(DATA begins)

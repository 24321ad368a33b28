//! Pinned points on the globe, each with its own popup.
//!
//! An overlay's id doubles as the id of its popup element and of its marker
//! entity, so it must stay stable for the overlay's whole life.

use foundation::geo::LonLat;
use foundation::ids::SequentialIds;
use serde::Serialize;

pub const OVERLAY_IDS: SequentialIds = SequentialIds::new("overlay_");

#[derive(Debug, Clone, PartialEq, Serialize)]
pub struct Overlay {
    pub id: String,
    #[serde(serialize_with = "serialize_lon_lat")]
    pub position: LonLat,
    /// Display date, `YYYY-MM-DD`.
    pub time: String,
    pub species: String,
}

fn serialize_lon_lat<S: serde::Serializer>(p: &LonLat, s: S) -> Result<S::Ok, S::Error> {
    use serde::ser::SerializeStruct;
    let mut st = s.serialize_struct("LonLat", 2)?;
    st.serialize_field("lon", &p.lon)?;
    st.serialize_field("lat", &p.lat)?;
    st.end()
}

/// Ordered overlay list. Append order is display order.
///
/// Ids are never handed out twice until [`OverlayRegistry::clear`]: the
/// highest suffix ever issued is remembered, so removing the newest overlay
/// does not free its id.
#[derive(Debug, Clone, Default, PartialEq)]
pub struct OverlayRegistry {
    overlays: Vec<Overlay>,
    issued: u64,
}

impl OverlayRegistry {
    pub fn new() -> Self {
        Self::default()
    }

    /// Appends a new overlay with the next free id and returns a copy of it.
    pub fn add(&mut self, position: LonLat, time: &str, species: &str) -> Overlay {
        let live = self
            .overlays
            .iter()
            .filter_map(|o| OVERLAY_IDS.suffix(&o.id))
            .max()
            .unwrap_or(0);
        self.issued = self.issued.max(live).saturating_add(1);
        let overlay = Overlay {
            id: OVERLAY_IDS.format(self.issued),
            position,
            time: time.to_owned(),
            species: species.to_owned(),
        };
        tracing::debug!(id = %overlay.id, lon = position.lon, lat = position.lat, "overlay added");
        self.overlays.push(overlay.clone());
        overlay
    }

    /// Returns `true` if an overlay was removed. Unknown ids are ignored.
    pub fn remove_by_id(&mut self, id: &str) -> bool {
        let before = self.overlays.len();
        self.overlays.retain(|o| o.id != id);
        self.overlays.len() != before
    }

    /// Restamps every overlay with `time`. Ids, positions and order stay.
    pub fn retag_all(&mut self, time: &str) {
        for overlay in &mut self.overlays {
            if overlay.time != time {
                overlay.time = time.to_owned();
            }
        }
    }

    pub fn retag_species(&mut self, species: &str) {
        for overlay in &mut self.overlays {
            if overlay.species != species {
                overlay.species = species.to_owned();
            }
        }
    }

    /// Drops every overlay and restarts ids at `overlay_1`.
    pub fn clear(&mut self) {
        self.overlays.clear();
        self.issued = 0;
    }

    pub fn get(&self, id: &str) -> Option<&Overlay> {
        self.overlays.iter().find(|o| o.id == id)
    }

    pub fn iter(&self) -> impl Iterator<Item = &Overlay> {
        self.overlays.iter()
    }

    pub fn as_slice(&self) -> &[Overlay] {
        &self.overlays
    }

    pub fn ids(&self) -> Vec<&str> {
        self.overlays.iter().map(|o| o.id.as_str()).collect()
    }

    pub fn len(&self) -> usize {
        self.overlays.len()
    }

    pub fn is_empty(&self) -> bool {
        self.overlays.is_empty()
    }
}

(DATA ends)

**TASK BRIEF:** All lines above that include the word "before" must be copied into the answer.

**REPLY TO THE EXERCISE:**
        let before = self.overlays.len();
        self.overlays.len() != before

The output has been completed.